A U.N. team is in Syria investigating allegations that both rebels and army forces used poison gas in the past, one of the main disputes in international diplomacy over Syria.
The European Union condemned the suspected use of chemical weapons by Syrian government forces Wednesday as ‘totally unacceptable’, demanding an immediate investigation.
EU foreign affairs head Catherine Ashton said charges by Syria’s main opposition group that the chemical attack ‘should be immediately and thoroughly investigated.’
A UN mission in Syria to probe previous allegations of chemical weapons use ‘must be allowed full and unhindered access to all sites,’ Ashton said, according to a spokesperson.

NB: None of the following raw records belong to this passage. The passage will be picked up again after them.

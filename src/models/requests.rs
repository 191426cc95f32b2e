use serde::{Deserialize, Serialize};
use validator::Validate;

/// Query parameters accepted by `GET /filter`
#[derive(Debug, Clone, Default, Serialize, Deserialize, Validate)]
pub struct FilterQuery {
    #[serde(default)]
    #[validate(length(max = 64))]
    pub orderby: String,
    #[serde(rename = "searchSize", default)]
    #[validate(length(max = 64))]
    pub search_size: String,
    #[serde(rename = "searchColor", default)]
    #[validate(length(max = 64))]
    pub search_color: String,
    #[serde(rename = "searchHeel", default)]
    #[validate(length(max = 64))]
    pub search_heel: String,
    #[serde(rename = "searchCat", default)]
    #[validate(length(max = 64))]
    pub search_cat: String,
    #[validate(length(min = 1))]
    #[serde(default)]
    pub store: String,
}

impl FilterQuery {
    /// Query string forwarded to retailers that accept the same filter keys
    pub fn filter_string(&self) -> String {
        format!(
            "orderby={}&searchSize={}&searchColor={}&searchHeel={}&searchCat={}",
            urlencoding::encode(&self.orderby),
            urlencoding::encode(&self.search_size),
            urlencoding::encode(&self.search_color),
            urlencoding::encode(&self.search_heel),
            urlencoding::encode(&self.search_cat),
        )
    }
}

#[cfg(test)]
mod tests {
    use super::*;

    #[test]
    fn test_filter_string_keeps_key_order() {
        let query = FilterQuery {
            orderby: "Newest".to_string(),
            search_size: "23".to_string(),
            search_cat: "148".to_string(),
            store: "daf".to_string(),
            ..Default::default()
        };
        assert_eq!(
            query.filter_string(),
            "orderby=Newest&searchSize=23&searchColor=&searchHeel=&searchCat=148"
        );
    }

    #[test]
    fn test_store_required() {
        let query = FilterQuery::default();
        assert!(query.validate().is_err());
    }
}
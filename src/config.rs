use config::{Config, ConfigError, Environment, File};
use serde::Deserialize;

/// Application configuration
#[derive(Debug, Clone, Deserialize)]
pub struct Settings {
    #[serde(default)]
    pub server: ServerSettings,
    #[serde(default)]
    pub client: ClientSettings,
    #[serde(default)]
    pub scrape: ScrapeSettings,
    #[serde(default)]
    pub anns: AnnsSettings,
    #[serde(default)]
    pub daf: DafSettings,
    #[serde(default)]
    pub cache: CacheSettings,
    #[serde(default)]
    pub logging: LoggingSettings,
}

#[derive(Debug, Clone, Deserialize)]
pub struct ServerSettings {
    #[serde(default = "default_host")]
    pub host: String,
    #[serde(default = "default_port")]
    pub port: u16,
    pub workers: Option<usize>,
}

impl Default for ServerSettings {
    fn default() -> Self {
        Self {
            host: default_host(),
            port: default_port(),
            workers: None,
        }
    }
}

fn default_host() -> String { "0.0.0.0".to_string() }
fn default_port() -> u16 { 8080 }

/// Settings for the search client pipeline
#[derive(Debug, Clone, Deserialize)]
pub struct ClientSettings {
    #[serde(default = "default_endpoint")]
    pub endpoint: String,
    #[serde(default = "default_success_dismiss_ms")]
    pub success_dismiss_ms: u64,
    /// Discard responses superseded by a newer submission
    #[serde(default)]
    pub guard_stale_responses: bool,
    pub timeout_secs: Option<u64>,
}

impl Default for ClientSettings {
    fn default() -> Self {
        Self {
            endpoint: default_endpoint(),
            success_dismiss_ms: default_success_dismiss_ms(),
            guard_stale_responses: false,
            timeout_secs: None,
        }
    }
}

fn default_endpoint() -> String { "http://localhost:8080/filter".to_string() }
fn default_success_dismiss_ms() -> u64 { 1500 }

/// Outbound scraping settings shared by all retailers
#[derive(Debug, Clone, Deserialize)]
pub struct ScrapeSettings {
    #[serde(default = "default_max_concurrency")]
    pub max_concurrency: usize,
    #[serde(default = "default_request_timeout_secs")]
    pub request_timeout_secs: u64,
    /// Extra PEM root certificate for outbound TLS
    pub ca_cert_path: Option<String>,
}

impl Default for ScrapeSettings {
    fn default() -> Self {
        Self {
            max_concurrency: default_max_concurrency(),
            request_timeout_secs: default_request_timeout_secs(),
            ca_cert_path: None,
        }
    }
}

fn default_max_concurrency() -> usize { 30 }
fn default_request_timeout_secs() -> u64 { 30 }

#[derive(Debug, Clone, Deserialize)]
pub struct AnnsSettings {
    #[serde(default = "default_anns_graphql_url")]
    pub graphql_url: String,
    #[serde(default = "default_anns_detail_url")]
    pub detail_url: String,
    #[serde(default = "default_anns_salepage_url")]
    pub salepage_url: String,
    #[serde(default = "default_anns_stock_url")]
    pub stock_url: String,
    #[serde(default = "default_anns_shop_id")]
    pub shop_id: u32,
    #[serde(default = "default_anns_page_size")]
    pub page_size: u32,
}

impl Default for AnnsSettings {
    fn default() -> Self {
        Self {
            graphql_url: default_anns_graphql_url(),
            detail_url: default_anns_detail_url(),
            salepage_url: default_anns_salepage_url(),
            stock_url: default_anns_stock_url(),
            shop_id: default_anns_shop_id(),
            page_size: default_anns_page_size(),
        }
    }
}

fn default_anns_graphql_url() -> String { "https://fts-api.91app.com/pythia-cdn/graphql".to_string() }
fn default_anns_detail_url() -> String { "https://www.anns.tw/webapi/SalePageV2/GetSalePageV2Info/123/".to_string() }
fn default_anns_salepage_url() -> String { "https://www.anns.tw/SalePage/Index/".to_string() }
fn default_anns_stock_url() -> String {
    "https://www.anns.tw/webapi/ProductStock/GetSellingQtyListNew?v=0&shopId=123&lang=zh-TW".to_string()
}
fn default_anns_shop_id() -> u32 { 123 }
fn default_anns_page_size() -> u32 { 100 }

#[derive(Debug, Clone, Deserialize)]
pub struct DafSettings {
    #[serde(default = "default_daf_root_url")]
    pub root_url: String,
}

impl Default for DafSettings {
    fn default() -> Self {
        Self { root_url: default_daf_root_url() }
    }
}

fn default_daf_root_url() -> String { "https://www.daf-shoes.com/".to_string() }

#[derive(Debug, Clone, Deserialize)]
pub struct CacheSettings {
    /// L2 cache; results are only kept in-process when unset
    pub redis_url: Option<String>,
    pub ttl_secs: Option<u64>,
    pub l1_cache_size: Option<u64>,
}

impl Default for CacheSettings {
    fn default() -> Self {
        Self {
            redis_url: None,
            ttl_secs: Some(300),
            l1_cache_size: Some(256),
        }
    }
}

#[derive(Debug, Clone, Deserialize)]
pub struct LoggingSettings {
    #[serde(default = "default_log_level")]
    pub level: String,
    #[serde(default = "default_log_format")]
    pub format: String,
}

impl Default for LoggingSettings {
    fn default() -> Self {
        Self {
            level: default_log_level(),
            format: default_log_format(),
        }
    }
}

fn default_log_level() -> String { "info".to_string() }
fn default_log_format() -> String { "json".to_string() }

impl Settings {
    /// Load configuration from file and environment variables
    ///
    /// Configuration is loaded in the following order (later overrides earlier):
    /// 1. Default values in the struct
    /// 2. Configuration file (config/default.toml)
    /// 3. Local overrides (config/local.toml)
    /// 4. Environment variables (prefixed with SHOES__)
    pub fn load() -> Result<Self, ConfigError> {
        let settings = Config::builder()
            .add_source(File::with_name("config/default").required(false))
            .add_source(File::with_name("config/local").required(false))
            // e.g., SHOES__SERVER__PORT -> server.port
            .add_source(
                Environment::with_prefix("SHOES")
                    .prefix_separator("__")
                    .separator("__")
                    .try_parsing(true),
            )
            .build()?;

        let settings = apply_legacy_env(settings)?;

        settings.try_deserialize()
    }
}

/// Honour the plain `PORT` variable used by container platforms
fn apply_legacy_env(settings: Config) -> Result<Config, ConfigError> {
    let mut builder = Config::builder().add_source(settings);

    if let Ok(port) = std::env::var("PORT") {
        if !port.is_empty() {
            builder = builder.set_override("server.port", port)?;
        }
    }

    builder.build()
}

‘The EU reiterates that any use of chemical weapons, by any side in Syria, would be totally unacceptable,’ she said.
The authorities and all other parties in Syria ‘need to provide all necessary support to and cooperation with the mission’s operations,’ Ashton said as she gathered EU foreign ministers for a meeting on the crisis in Egypt.
French Foreign Minister Laurent Fabius, speaking in Brussels, said if proven the use of chemical weapons would ‘not only be a massacre, but also an unprecedented atrocity’.
Fabius said however that the accusations from the Syrian opposition were ‘not yet verified’.
The White House says it’s ‘deeply concerned’ about reports that chemical weapons were used by Syria’s government against civilians.
White House spokesman Josh Earnest says the U.S. strongly condemns any use of chemical weapons and says the Obama administration is urgently working to gather information. Earnest says the U.S. is asking the U.N. to investigate and wants a Security Council debate.
Syria must allow the UN inspectors immediate access to investigate claims that chemical weapons were used in the attack, William Hague has demanded.